Dewey Portland Cement Co. v. Blunt
Decision Date | 20 May 1913 |
Docket Number | Case Number: 2913 |
Citation | 132 P. 659,1913 OK 325,38 Okla. 182 |
Parties | DEWEY PORTLAND CEMENT CO. v BLUNT. |
Court | Oklahoma Supreme Court |
¶0 1.APPEAL AND ERROR--Verdict--Evidence. Where the question, whether or not the master has been negligent, depends upon the nice distinction between that which is reasonably safe and that which is not so, it is a question entirely of degree and one exclusively for the decision of the jury; and where a jury, with all the evidence before them, have found a verdict, this court on review will not interfere to disturb their finding, by setting aside the verdict on the ground that there was no evidence of neglect.

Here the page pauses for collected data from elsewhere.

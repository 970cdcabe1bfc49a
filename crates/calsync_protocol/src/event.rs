//! Calendar event record.

use chrono::{DateTime, Utc};
use serde::{Deserialize, Serialize};

/// A single calendar event as seen by the sync engine.
///
/// `id`, `title`, `start`, `end` and `last_modified` are always present and
/// are the fields covered by [`crate::ContentHash`]. The optional fields are
/// carried through sync and participate in field-level merges.
#[derive(Debug, Clone, PartialEq, Eq, Serialize, Deserialize)]
pub struct CalendarEvent {
    /// Stable event identifier.
    pub id: String,
    /// Event title.
    pub title: String,
    /// Start instant.
    pub start: DateTime<Utc>,
    /// End instant.
    pub end: DateTime<Utc>,
    /// When this copy was last modified.
    pub last_modified: DateTime<Utc>,
    /// Free-form description.
    #[serde(default, skip_serializing_if = "Option::is_none")]
    pub description: Option<String>,
    /// Location text.
    #[serde(default, skip_serializing_if = "Option::is_none")]
    pub location: Option<String>,
    /// Identifier of the calendar this event belongs to.
    #[serde(default, skip_serializing_if = "Option::is_none")]
    pub calendar_id: Option<String>,
}

impl CalendarEvent {
    /// Creates an event with no optional fields set.
    pub fn new(
        id: impl Into<String>,
        title: impl Into<String>,
        start: DateTime<Utc>,
        end: DateTime<Utc>,
        last_modified: DateTime<Utc>,
    ) -> Self {
        Self {
            id: id.into(),
            title: title.into(),
            start,
            end,
            last_modified,
            description: None,
            location: None,
            calendar_id: None,
        }
    }

    /// Sets the description.
    #[must_use]
    pub fn with_description(mut self, description: impl Into<String>) -> Self {
        self.description = Some(description.into());
        self
    }

    /// Sets the location.
    #[must_use]
    pub fn with_location(mut self, location: impl Into<String>) -> Self {
        self.location = Some(location.into());
        self
    }

    /// Sets the calendar id.
    #[must_use]
    pub fn with_calendar_id(mut self, calendar_id: impl Into<String>) -> Self {
        self.calendar_id = Some(calendar_id.into());
        self
    }

    /// Returns true if this copy was modified strictly after `other`.
    pub fn is_newer_than(&self, other: &CalendarEvent) -> bool {
        self.last_modified > other.last_modified
    }
}
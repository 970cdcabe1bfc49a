//! Contend command implementation.

use calsync_core::{ConcurrencyManager, CoreError, LockOptions, ManagerConfig};
use calsync_store::InMemoryStore;
use serde::Serialize;
use std::sync::Arc;
use std::time::Duration;
use tokio::time::Instant;

/// Parameters for a contention run.
#[derive(Debug, Clone)]
pub struct ContendOptions {
    /// Number of concurrent workers.
    pub workers: usize,
    /// Lock hold time per worker, in milliseconds.
    pub hold_ms: u64,
    /// Acquisition timeout, in milliseconds.
    pub timeout_ms: u64,
    /// User owning the event.
    pub user: String,
    /// Event being edited.
    pub event: String,
}

/// What one worker observed.
#[derive(Debug, Clone, Serialize)]
pub struct WorkerReport {
    /// Worker index.
    pub worker: usize,
    /// Milliseconds from launch until the critical section started.
    pub started_ms: Option<u64>,
    /// Milliseconds from launch until the critical section ended.
    pub finished_ms: Option<u64>,
    /// Error if the lock could not be obtained.
    #[serde(skip_serializing_if = "Option::is_none")]
    pub error: Option<String>,
}

/// Contention run summary.
#[derive(Debug, Serialize)]
pub struct ContendReport {
    /// Lock key contended on.
    pub key: String,
    /// Per-worker results, ordered by start time.
    pub workers: Vec<WorkerReport>,
    /// Whether any two critical sections overlapped.
    pub overlapped: bool,
    /// Workers that gave up with "lock unavailable".
    pub timed_out: usize,
}

/// Launches the workers and collects their observations.
pub async fn contend(options: ContendOptions) -> ContendReport {
    let lock = LockOptions::new(Duration::from_millis(options.timeout_ms))
        .with_retry_interval(Duration::from_millis(10));
    let config = ManagerConfig::default().with_event_lock(lock);
    let manager = Arc::new(ConcurrencyManager::new(
        Arc::new(InMemoryStore::new()),
        config,
    ));
    let launched = Instant::now();
    let hold = Duration::from_millis(options.hold_ms);

    let tasks: Vec<_> = (0..options.workers)
        .map(|worker| {
            let manager = Arc::clone(&manager);
            let user = options.user.clone();
            let event = options.event.clone();
            tokio::spawn(async move {
                let result = manager
                    .with_event_lock(&user, &event, || async {
                        let started = launched.elapsed();
                        tokio::time::sleep(hold).await;
                        Ok::<_, CoreError>((started, launched.elapsed()))
                    })
                    .await;
                match result {
                    Ok((started, finished)) => WorkerReport {
                        worker,
                        started_ms: Some(started.as_millis() as u64),
                        finished_ms: Some(finished.as_millis() as u64),
                        error: None,
                    },
                    Err(e) => {
                        tracing::warn!(worker, error = %e, "worker gave up");
                        WorkerReport {
                            worker,
                            started_ms: None,
                            finished_ms: None,
                            error: Some(e.to_string()),
                        }
                    }
                }
            })
        })
        .collect();

    let mut workers = Vec::with_capacity(tasks.len());
    for (worker, task) in tasks.into_iter().enumerate() {
        match task.await {
            Ok(report) => workers.push(report),
            Err(e) => workers.push(WorkerReport {
                worker,
                started_ms: None,
                finished_ms: None,
                error: Some(e.to_string()),
            }),
        }
    }
    workers.sort_by_key(|w| w.started_ms.unwrap_or(u64::MAX));

    let overlapped = workers
        .iter()
        .filter_map(|w| w.started_ms.zip(w.finished_ms))
        .collect::<Vec<_>>()
        .windows(2)
        .any(|pair| pair[1].0 < pair[0].1);
    let timed_out = workers.iter().filter(|w| w.error.is_some()).count();

    ContendReport {
        key: calsync_core::LockKey::event(&options.user, &options.event).to_string(),
        workers,
        overlapped,
        timed_out,
    }
}

/// Runs the contend command.
pub async fn run(options: ContendOptions, format: &str) -> Result<(), Box<dyn std::error::Error>> {
    let report = contend(options).await;

    match format {
        "json" => println!("{}", serde_json::to_string_pretty(&report)?),
        _ => {
            println!("Lock key: {}", report.key);
            println!();
            for w in &report.workers {
                match (&w.started_ms, &w.finished_ms, &w.error) {
                    (Some(start), Some(end), _) => {
                        println!("  worker {:>3}: held {:>6} ms .. {:>6} ms", w.worker, start, end)
                    }
                    (_, _, Some(error)) => println!("  worker {:>3}: {}", w.worker, error),
                    _ => println!("  worker {:>3}: no result", w.worker),
                }
            }
            println!();
            println!("Overlapping sections: {}", if report.overlapped { "yes" } else { "none" });
            println!("Timed out workers:    {}", report.timed_out);
        }
    }

    if report.overlapped {
        return Err("critical sections overlapped".into());
    }
    Ok(())
}
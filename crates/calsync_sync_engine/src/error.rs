//! Error types for the sync engine.

use thiserror::Error;

/// Result type for sync operations.
pub type SyncResult<T> = Result<T, SyncError>;

/// Errors that can occur during a sync pass.
///
/// A failed pass is reported through the engine status as well as this
/// error; it never clears previously published state.
#[derive(Error, Debug, Clone, PartialEq, Eq)]
pub enum SyncError {
    /// Network or transport error.
    #[error("transport error: {message}")]
    Transport {
        /// Error message.
        message: String,
        /// Whether the operation can be retried.
        retryable: bool,
    },

    /// Server rejected the request.
    #[error("server error: {0}")]
    ServerError(String),

    /// The fetched payload could not be decoded.
    #[error("decode error: {0}")]
    Decode(String),

    /// Timeout.
    #[error("fetch timed out")]
    Timeout,

    /// Not connected.
    #[error("not connected to server")]
    NotConnected,
}

impl SyncError {
    /// Creates a retryable transport error.
    pub fn transport_retryable(message: impl Into<String>) -> Self {
        Self::Transport {
            message: message.into(),
            retryable: true,
        }
    }

    /// Creates a non-retryable transport error.
    pub fn transport_fatal(message: impl Into<String>) -> Self {
        Self::Transport {
            message: message.into(),
            retryable: false,
        }
    }

    /// Returns true if this error can be retried.
    pub fn is_retryable(&self) -> bool {
        match self {
            SyncError::Transport { retryable, .. } => *retryable,
            SyncError::Timeout | SyncError::ServerError(_) | SyncError::NotConnected => true,
            SyncError::Decode(_) => false,
        }
    }
}
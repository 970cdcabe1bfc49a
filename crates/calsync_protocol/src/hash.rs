//! Order-independent content hashing over event sets.

use crate::event::CalendarEvent;
use chrono::{DateTime, SecondsFormat, Utc};
use sha2::{Digest, Sha256};
use std::fmt;

/// A SHA-256 digest over the tracked fields of an event set.
///
/// Each event is digested over `(id, title, start, end, last_modified)`.
/// The per-event digests are sorted before being folded into the final
/// digest, so two sets that differ only in ordering hash identically.
/// Fields outside that tuple do not affect the hash.
#[derive(Debug, Clone, Copy, PartialEq, Eq, Hash)]
pub struct ContentHash([u8; 32]);

impl ContentHash {
    /// Computes the content hash of an event set.
    pub fn of(events: &[CalendarEvent]) -> Self {
        let mut digests: Vec<[u8; 32]> = events.iter().map(event_digest).collect();
        digests.sort_unstable();

        let mut hasher = Sha256::new();
        hasher.update((digests.len() as u64).to_le_bytes());
        for digest in &digests {
            hasher.update(digest);
        }
        Self(hasher.finalize().into())
    }

    /// Returns the raw digest bytes.
    pub fn as_bytes(&self) -> &[u8; 32] {
        &self.0
    }

    /// Returns the lowercase hex encoding of the digest.
    pub fn to_hex(&self) -> String {
        hex::encode(self.0)
    }
}

impl fmt::Display for ContentHash {
    fn fmt(&self, f: &mut fmt::Formatter<'_>) -> fmt::Result {
        f.write_str(&self.to_hex())
    }
}

fn event_digest(event: &CalendarEvent) -> [u8; 32] {
    let mut hasher = Sha256::new();
    write_field(&mut hasher, event.id.as_bytes());
    write_field(&mut hasher, event.title.as_bytes());
    write_field(&mut hasher, timestamp(&event.start).as_bytes());
    write_field(&mut hasher, timestamp(&event.end).as_bytes());
    write_field(&mut hasher, timestamp(&event.last_modified).as_bytes());
    hasher.finalize().into()
}

// Length-prefixed so adjacent fields cannot bleed into each other.
fn write_field(hasher: &mut Sha256, bytes: &[u8]) {
    hasher.update((bytes.len() as u64).to_le_bytes());
    hasher.update(bytes);
}

fn timestamp(at: &DateTime<Utc>) -> String {
    at.to_rfc3339_opts(SecondsFormat::Nanos, true)
}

2.SAME--Master and Servant--Injury to Servant--Burden of Proof--Negligence. Though no one saw how the injury occurred, yet on the theory that the intestate was inexperienced, the work to be performed dangerous and hazardous, with no means of escape provided, no rope or anything to which the intestate might catch hold to effect an escape from the cement pit in which he had been assigned and placed at work by the master, or give signal of his danger, such negligence on the part of the master having been found by the jury to be the proximate cause of the injury, such finding will not be set aside by this court. (a) Plaintiff'' s theory that the intestate was inexperienced, and, not having knowledge of the incidental danger, he was lowered into the pit by means of a small rope ladder, and the finely ground or crushed rock crumbled and covered the intestate, thereby smothering him to death; by the exercise of reasonable care the defendant would have known it was dangerous and hazardous to put said intestate in said pit under such circumstances. No means of escape were provided; no ropes or other means of ascent nor any signals were provided. Held, that a verdict, based on the theory that the negligence of the master in failing to provide means of escape, or signals, was the proximate cause of his death, would not be disturbed on review.

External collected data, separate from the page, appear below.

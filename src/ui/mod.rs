//! Immediate-mode UI for the onboarding screens
//!
//! Design principles:
//! - Immediate mode (drawn from page state every frame)
//! - Simple rectangle-based layout
//! - Macroquad integration for rendering

mod rect;
mod input;
mod tabbar;
mod theme;
pub mod hud;
pub mod page;

pub use rect::*;
pub use input::*;
pub use tabbar::*;
pub use theme::*;
pub use hud::{draw_hud, HudAction};
pub use page::{ids, Page};
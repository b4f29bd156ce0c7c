//! Wavefront OBJ/MTL import
//!
//! Supports the subset product models are exported with: positions (v),
//! normals (vn), faces (f, fan-triangulated), objects/groups (o, g) which
//! become separate mesh nodes, and materials (mtllib, usemtl) read from the
//! sibling MTL file (newmtl, Kd, d, Tr).

use std::collections::HashMap;
use std::path::Path;

use super::loader::LoadError;
use super::math::Vec3;
use super::model::{Material, MaterialId, MeshNode, Model};

/// Name given to geometry that appears before any `o`/`g` statement
const DEFAULT_NODE_NAME: &str = "mesh";

/// OBJ file importer
pub struct ObjImporter;

/// Mesh node under construction, with its own vertex dedup cache
struct NodeBuilder {
    node: MeshNode,
    /// (position index, normal index) -> local vertex index
    cache: HashMap<(usize, usize), u32>,
}

impl NodeBuilder {
    fn new(name: &str, material: MaterialId) -> Self {
        Self {
            node: MeshNode::new(name, material),
            cache: HashMap::new(),
        }
    }
}
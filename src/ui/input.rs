//! Input state for UI interaction

use super::Rect;

/// Mouse button state
#[derive(Debug, Clone, Copy, Default)]
pub struct MouseState {
    pub x: f32,
    pub y: f32,
    pub left_down: bool,
    pub left_pressed: bool, // Just pressed this frame
    /// Movement since the previous frame
    pub dx: f32,
    pub dy: f32,
}

impl MouseState {
    /// Check if mouse is inside a rect
    pub fn inside(&self, rect: &Rect) -> bool {
        rect.contains(self.x, self.y)
    }

    /// Check if mouse just clicked inside a rect
    pub fn clicked(&self, rect: &Rect) -> bool {
        self.left_pressed && rect.contains(self.x, self.y)
    }
}

/// UI context passed through the frame
#[derive(Debug, Default)]
pub struct UiContext {
    pub mouse: MouseState,
    /// A widget took this frame's press; the viewer must not start a drag
    pub press_consumed: bool,
    /// A drag on the viewer is in progress
    pub dragging_view: bool,
}

impl UiContext {
    pub fn new() -> Self {
        Self::default()
    }

    /// Reset at start of frame (call before UI code)
    pub fn begin_frame(&mut self, mouse: MouseState) {
        self.mouse = mouse;
        self.press_consumed = false;

        // Clear dragging if mouse released
        if !self.mouse.left_down {
            self.dragging_view = false;
        }
    }

    /// Click inside `rect` this frame; marks the press as taken
    pub fn take_click(&mut self, rect: &Rect) -> bool {
        if !self.press_consumed && self.mouse.clicked(rect) {
            self.press_consumed = true;
            return true;
        }
        false
    }

    /// Drag movement for the viewer this frame, if a drag is on
    pub fn view_drag(&mut self) -> Option<(f32, f32)> {
        if self.mouse.left_pressed && !self.press_consumed {
            self.dragging_view = true;
            return None;
        }
        if self.dragging_view && self.mouse.left_down {
            return Some((self.mouse.dx, self.mouse.dy));
        }
        None
    }
}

3. TRIAL--Refusal of Instructions. Although some of the instructions requested on the part of the plaintiff in error correctly define the law applicable to the issues in the case, yet, if the subject covered by said instruction was fairly covered in the general charge, no reversible error will operate on account of the refusal of the court to give the same.
B. A. Lewis, A. M. Keene, and E. C. Gates, for plaintiff in error.
J. P. O''Meara and H. H. Montgomery, for defendant in error.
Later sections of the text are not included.